+++ INFORMATION SHOWN +++

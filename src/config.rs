//! Runtime configuration
//!
//! Bind address from the first command-line argument, then the
//! environment, then the built-in default.

use std::env;

/// Default server address
pub const DEFAULT_ADDR: &str = "127.0.0.1:8766";

/// Default capacity of the broadcaster queue
pub const DEFAULT_BROADCAST_BUFFER: usize = 256;

/// Environment variable overriding the bind address
pub const ADDR_ENV: &str = "CHAT_BROKER_ADDR";

/// Environment variable overriding the broadcaster queue capacity
pub const BROADCAST_BUFFER_ENV: &str = "CHAT_BROKER_BROADCAST_BUFFER";

/// Broker settings
#[derive(Debug, Clone, PartialEq, Eq)]
pub struct Config {
    /// Address the listener binds to
    pub bind_addr: String,
    /// Capacity of the broadcaster's ordered queue
    pub broadcast_buffer: usize,
}

impl Default for Config {
    fn default() -> Self {
        Self {
            bind_addr: DEFAULT_ADDR.to_string(),
            broadcast_buffer: DEFAULT_BROADCAST_BUFFER,
        }
    }
}

impl Config {
    /// Build from process arguments and environment
    pub fn from_env() -> Self {
        Self::resolve(
            env::args().nth(1),
            env::var(ADDR_ENV).ok(),
            env::var(BROADCAST_BUFFER_ENV).ok(),
        )
    }

    /// Apply precedence: argument, then environment, then default
    ///
    /// An unparsable or zero buffer size falls back to the default.
    pub fn resolve(
        arg_addr: Option<String>,
        env_addr: Option<String>,
        env_buffer: Option<String>,
    ) -> Self {
        let bind_addr = arg_addr
            .or(env_addr)
            .unwrap_or_else(|| DEFAULT_ADDR.to_string());

        let broadcast_buffer = env_buffer
            .and_then(|v| v.trim().parse::<usize>().ok())
            .filter(|n| *n > 0)
            .unwrap_or(DEFAULT_BROADCAST_BUFFER);

        Self {
            bind_addr,
            broadcast_buffer,
        }
    }
}
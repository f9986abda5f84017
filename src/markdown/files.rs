//! Document reads and markdown enumeration.

use crate::config::IgnoreSet;
use crate::error::{AnalysisError, Result};
use ignore::WalkBuilder;
use std::io::ErrorKind;
use std::path::{Path, PathBuf};
use tracing::debug;

/// Outcome of reading one document path
#[derive(Debug, Clone, PartialEq, Eq)]
pub enum Document {
    /// File contents (invalid UTF-8 replaced)
    Text(String),
    /// Nothing at this path
    Missing,
    /// The path is a directory, not a document
    Directory,
}

impl Document {
    pub fn into_text(self) -> Option<String> {
        match self {
            Document::Text(text) => Some(text),
            _ => None,
        }
    }
}

/// Read `path` once and classify the outcome.
///
/// "Does not exist" is just one kind of read failure; there is no separate
/// existence check before the read. Errors other than absence or
/// directory-ness are returned to the caller.
pub fn read_document(path: &Path) -> Result<Document> {
    match std::fs::read(path) {
        Ok(bytes) => Ok(Document::Text(match String::from_utf8(bytes) {
            Ok(text) => text,
            Err(e) => String::from_utf8_lossy(e.as_bytes()).into_owned(),
        })),
        Err(e) if e.kind() == ErrorKind::NotFound => Ok(Document::Missing),
        Err(e) => {
            // Classify the failure we already got; not a precondition check
            if path.is_dir() {
                Ok(Document::Directory)
            } else if !path.exists() {
                // e.g. a path component is a regular file
                Ok(Document::Missing)
            } else {
                Err(AnalysisError::Io {
                    path: path.to_path_buf(),
                    source: e,
                })
            }
        }
    }
}

/// Recursively list `.md` files under `dir`, sorted by path.
///
/// A missing or unreadable directory yields an empty list.
pub fn list_markdown_files(dir: &Path) -> Vec<PathBuf> {
    walk_markdown(dir, |_| false)
}

/// Like [`list_markdown_files`], dropping files whose `root`-relative path
/// matches `ignore`.
pub fn list_markdown_files_filtered(dir: &Path, root: &Path, ignore: &IgnoreSet) -> Vec<PathBuf> {
    walk_markdown(dir, |path| ignore.is_ignored(path, root))
}

fn walk_markdown(dir: &Path, is_ignored: impl Fn(&Path) -> bool) -> Vec<PathBuf> {
    let walker = WalkBuilder::new(dir)
        .standard_filters(false)
        .follow_links(false)
        .build();

    let mut files = Vec::new();
    for entry in walker {
        let entry = match entry {
            Ok(entry) => entry,
            Err(e) => {
                debug!("Skipping unreadable entry under {}: {}", dir.display(), e);
                continue;
            }
        };
        if !entry.file_type().is_some_and(|t| t.is_file()) {
            continue;
        }
        let path = entry.path();
        if !path.to_string_lossy().ends_with(".md") {
            continue;
        }
        if is_ignored(path) {
            debug!("Ignoring {}", path.display());
            continue;
        }
        files.push(path.to_path_buf());
    }

    files.sort();
    files
}
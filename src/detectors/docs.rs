//! Docs phase: document-level issues in linked docs and the docs tree.

use super::base::Detector;
use crate::config::Thresholds;
use crate::error::Result;
use crate::markdown::{self, read_document, Document};
use crate::models::{Finding, FindingKind, Phase, Severity};
use crate::project::ProjectContext;
use std::collections::HashSet;
use std::path::{Path, PathBuf};
use tracing::{debug, warn};

/// Detects headerless and oversized documents
#[derive(Debug, Default)]
pub struct DocsDetector {
    thresholds: Thresholds,
}

impl DocsDetector {
    pub fn new() -> Self {
        Self::default()
    }

    pub fn with_thresholds(thresholds: Thresholds) -> Self {
        Self { thresholds }
    }

    /// Linked `.md` targets in link order, then the docs tree, each once
    fn candidates(ctx: &ProjectContext) -> Vec<PathBuf> {
        let linked = ctx
            .distinct_link_targets()
            .into_iter()
            .filter(|p| p.to_string_lossy().ends_with(".md"))
            .map(Path::to_path_buf);

        let mut seen = HashSet::new();
        linked
            .chain(ctx.docs_files())
            .filter(|p| seen.insert(p.clone()))
            .collect()
    }

    /// Rules for one document, in emission order
    pub fn analyze(&self, content: &str, file: &Path) -> Vec<Finding> {
        let mut findings = Vec::new();
        if !markdown::starts_with_heading(content) {
            findings.push(Finding::new(
                FindingKind::HeaderlessDoc,
                Severity::Medium,
                file,
                1,
                "Document does not start with a heading",
            ));
        }
        let lines = markdown::line_count(content);
        if lines >= self.thresholds.fat_doc_lines {
            findings.push(Finding::new(
                FindingKind::FatDoc,
                Severity::Medium,
                file,
                1,
                format!("Document is {} lines; consider splitting", lines),
            ));
        }
        findings
    }
}

impl Detector for DocsDetector {
    fn name(&self) -> &'static str {
        "DocsDetector"
    }

    fn description(&self) -> &'static str {
        "Detects headerless and fat documents among linked docs and the docs tree"
    }

    fn phase(&self) -> Phase {
        Phase::Docs
    }

    fn detect(&self, ctx: &ProjectContext) -> Result<Vec<Finding>> {
        let candidates = Self::candidates(ctx);
        debug!("Docs phase: {} candidate documents", candidates.len());

        let mut findings = Vec::new();
        for path in &candidates {
            match read_document(path) {
                Ok(Document::Text(content)) => findings.extend(self.analyze(&content, path)),
                Ok(_) => {}
                Err(e) => warn!("Skipping document: {}", e),
            }
        }
        Ok(findings)
    }
}
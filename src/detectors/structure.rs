//! Structure phase: anti-patterns inside the context file itself.
//!
//! Rules run in a fixed order and each returns its own findings:
//! monolith, role mixing, tool forcing, directory dump, lint dump,
//! philosophy essay, index content leak.

use super::base::{display_name, Detector};
use crate::config::Thresholds;
use crate::error::Result;
use crate::markdown::{headings, line_count, segment_paragraphs, Paragraph};
use crate::models::{Finding, FindingKind, Phase, Severity};
use crate::project::ProjectContext;
use crate::rules::{self, ContentLoad, DETECTOR_ROLES};
use regex::Regex;
use std::path::Path;
use std::sync::OnceLock;
use tracing::debug;

static TREE_CHARS: OnceLock<Regex> = OnceLock::new();
static LINT_RULES: OnceLock<Regex> = OnceLock::new();
static ABSTRACT_LANGUAGE: OnceLock<Regex> = OnceLock::new();

fn tree_chars() -> &'static Regex {
    TREE_CHARS.get_or_init(|| Regex::new(r"[├└│─]").expect("valid regex"))
}

fn lint_rules() -> &'static Regex {
    LINT_RULES.get_or_init(|| {
        Regex::new(
            r"\b(?:no-unused-vars|no-console|semi|quotes|indent|eqeqeq|eslint-disable|eslint-enable)\b|@typescript-eslint/[\w-]+",
        )
        .expect("valid regex")
    })
}

fn abstract_language() -> &'static Regex {
    ABSTRACT_LANGUAGE.get_or_init(|| {
        Regex::new(
            r"(?i)\b(?:philosophy|principle|believe|vision|paradigm|ethos|fundamental|holistic|comprehensive)\b",
        )
        .expect("valid regex")
    })
}

/// Detects structural anti-patterns in the context file
#[derive(Debug, Default)]
pub struct StructureDetector {
    thresholds: Thresholds,
}

impl StructureDetector {
    pub fn new() -> Self {
        Self::default()
    }

    pub fn with_thresholds(thresholds: Thresholds) -> Self {
        Self { thresholds }
    }

    /// All structure rules over one document, in emission order
    pub fn analyze(&self, content: &str, file: &Path) -> Vec<Finding> {
        let name = display_name(file);
        let paragraphs = segment_paragraphs(content);
        let t = &self.thresholds;

        let mut findings = Vec::new();
        findings.extend(monolith(content, file, &name, t));
        findings.extend(role_mixing(content, file, &name, t));
        findings.extend(tool_forcing(content, file));
        findings.extend(directory_dump(content, file, t));
        findings.extend(lint_dump(content, file, t));
        findings.extend(philosophy_essays(&paragraphs, file, t));
        findings.extend(index_content_leak(content, file, t));
        findings
    }
}

impl Detector for StructureDetector {
    fn name(&self) -> &'static str {
        "StructureDetector"
    }

    fn description(&self) -> &'static str {
        "Detects monoliths, role mixing, tool forcing and inline content dumps in the context file"
    }

    fn phase(&self) -> Phase {
        Phase::Structure
    }

    fn detect(&self, ctx: &ProjectContext) -> Result<Vec<Finding>> {
        let findings = self.analyze(&ctx.content, &ctx.context_path);
        debug!("Structure phase: {} findings", findings.len());
        Ok(findings)
    }
}

fn monolith(content: &str, file: &Path, name: &str, t: &Thresholds) -> Option<Finding> {
    let lines = line_count(content);
    (lines >= t.monolith_lines).then(|| {
        Finding::new(
            FindingKind::Monolith,
            Severity::High,
            file,
            1,
            format!("{} is {} lines; consider splitting into focused docs", name, lines),
        )
    })
}

fn role_mixing(content: &str, file: &Path, name: &str, t: &Thresholds) -> Option<Finding> {
    let roles = rules::matched_roles(&headings(content), DETECTOR_ROLES);
    (roles.len() >= t.role_categories).then(|| {
        Finding::new(
            FindingKind::RoleMixing,
            Severity::Medium,
            file,
            1,
            format!("{} mixes {} roles: {}", name, roles.len(), roles.join(", ")),
        )
    })
}

fn tool_forcing(content: &str, file: &Path) -> Vec<Finding> {
    rules::tool_forcing_lines(content)
        .into_iter()
        .map(|(line, text)| {
            Finding::new(
                FindingKind::ToolForcing,
                Severity::Medium,
                file,
                line,
                format!("Tool forcing: \"{}\"", text.trim()),
            )
        })
        .collect()
}

fn directory_dump(content: &str, file: &Path, t: &Thresholds) -> Option<Finding> {
    let tree_lines: Vec<usize> = content
        .split('\n')
        .enumerate()
        .filter(|(_, line)| tree_chars().is_match(line))
        .map(|(i, _)| i + 1)
        .collect();
    let first = *tree_lines.first()?;
    (tree_lines.len() >= t.directory_dump_lines).then(|| {
        Finding::new(
            FindingKind::DirectoryDump,
            Severity::Low,
            file,
            first,
            format!("Directory tree dump detected ({} tree-output lines)", tree_lines.len()),
        )
    })
}

fn lint_dump(content: &str, file: &Path, t: &Thresholds) -> Option<Finding> {
    let count = lint_rules().find_iter(content).count();
    (count >= t.lint_dump_matches).then(|| {
        Finding::new(
            FindingKind::LintDump,
            Severity::Low,
            file,
            1,
            format!("{} lint rule references found; consider linking to the lint config", count),
        )
    })
}

fn philosophy_essays(paragraphs: &[Paragraph], file: &Path, t: &Thresholds) -> Vec<Finding> {
    paragraphs
        .iter()
        .filter(|p| p.char_count() >= t.essay_chars && abstract_language().is_match(&p.text))
        .map(|p| {
            Finding::new(
                FindingKind::PhilosophyEssay,
                Severity::Low,
                file,
                p.start_line,
                format!("Long abstract paragraph ({} chars); move to a design doc", p.char_count()),
            )
        })
        .collect()
}

fn index_content_leak(content: &str, file: &Path, t: &Thresholds) -> Option<Finding> {
    let load = ContentLoad::measure(content, t);
    load.leaks(t).then(|| {
        Finding::new(
            FindingKind::IndexContentLeak,
            Severity::High,
            file,
            1,
            format!(
                "Index file contains heavy content ({} code blocks, {} long paragraphs)",
                load.code_blocks, load.long_paragraphs
            ),
        )
    })
}

#[cfg(test)]
mod tests {
    use super::*;

    fn analyze(content: &str) -> Vec<Finding> {
        StructureDetector::new().analyze(content, Path::new("/p/CLAUDE.md"))
    }

    fn kinds(findings: &[Finding]) -> Vec<FindingKind> {
        findings.iter().map(|f| f.kind).collect()
    }

    #[test]
    fn test_clean_file_has_no_findings() {
        assert!(analyze("# Project\n\nSee [docs](docs/a.md).\n").is_empty());
    }

    #[test]
    fn test_monolith() {
        let content = "line\n".repeat(300);
        let findings = analyze(&content);
        assert_eq!(kinds(&findings), vec![FindingKind::Monolith]);
        assert_eq!(findings[0].severity, Severity::High);
        assert_eq!(
            findings[0].message,
            "CLAUDE.md is 301 lines; consider splitting into focused docs"
        );
    }

    #[test]
    fn test_role_mixing_lists_labels() {
        let findings = analyze("# Naming\n## Build\n## Testing\n");
        assert_eq!(kinds(&findings), vec![FindingKind::RoleMixing]);
        assert_eq!(
            findings[0].message,
            "CLAUDE.md mixes 3 roles: style/naming, tools/build, testing"
        );
    }

    #[test]
    fn test_tool_forcing_per_line() {
        let findings = analyze("# P\n  Always use pnpm.  \nok\nYou MUST USE tabs\n");
        assert_eq!(findings.len(), 2);
        assert_eq!(findings[0].line, 2);
        assert_eq!(findings[0].message, "Tool forcing: \"Always use pnpm.\"");
        assert_eq!(findings[1].line, 4);
    }

    #[test]
    fn test_directory_dump_reports_first_tree_line() {
        let content = "# Layout\n\nsrc/\n├── a\n├── b\n│   └── c\n├── d\n└── e\n";
        let findings = analyze(content);
        assert_eq!(kinds(&findings), vec![FindingKind::DirectoryDump]);
        assert_eq!(findings[0].line, 4);
        assert!(findings[0].message.contains("5 tree-output lines"));

        let short = "├── a\n└── b\n";
        assert!(analyze(short).is_empty());
    }

    #[test]
    fn test_lint_dump() {
        let content = "# Lint\nno-console, semi, quotes, eqeqeq\n@typescript-eslint/no-explicit-any\n";
        let findings = analyze(content);
        assert_eq!(kinds(&findings), vec![FindingKind::LintDump]);
        assert!(findings[0].message.starts_with("5 lint rule references"));
    }

    #[test]
    fn test_philosophy_essay_needs_length_and_abstract_language() {
        let essay = format!("Our philosophy is simple. {}", "words ".repeat(100));
        let findings = analyze(&format!("# Why\n\n{}\n", essay));
        assert_eq!(kinds(&findings), vec![FindingKind::PhilosophyEssay]);
        assert_eq!(findings[0].line, 3);

        // long but concrete
        let concrete = "words ".repeat(100);
        assert!(analyze(&format!("# Why\n\n{}\n", concrete))
            .iter()
            .all(|f| f.kind != FindingKind::PhilosophyEssay));
    }

    #[test]
    fn test_index_content_leak() {
        let content = "# P\n```\na\n```\n```\nb\n```\n```\nc\n```\n";
        let findings = analyze(content);
        assert_eq!(kinds(&findings), vec![FindingKind::IndexContentLeak]);
        assert_eq!(
            findings[0].message,
            "Index file contains heavy content (3 code blocks, 0 long paragraphs)"
        );
    }

    #[test]
    fn test_rule_order() {
        let mut content = String::from("# Style\n## Tools\n## Testing\nAlways use make\n");
        content.push_str(&"x\n".repeat(300));
        let findings = analyze(&content);
        assert_eq!(
            kinds(&findings),
            vec![FindingKind::Monolith, FindingKind::RoleMixing, FindingKind::ToolForcing]
        );
    }
}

+++

*ACTIVITY:*
Up to and including the line with "the bind address", output every line of the records above exactly, starting from the first; output nothing else.

*FINISHED EXERCISE:*
filename src/config.rs
//! Runtime configuration
//!
//! Bind address from the first command-line argument, then the
//! environment, then the built-in default.

use std::env;

/// Default server address
pub const DEFAULT_ADDR: &str = "127.0.0.1:8766";

/// Default capacity of the broadcaster queue
pub const DEFAULT_BROADCAST_BUFFER: usize = 256;

/// Environment variable overriding the bind address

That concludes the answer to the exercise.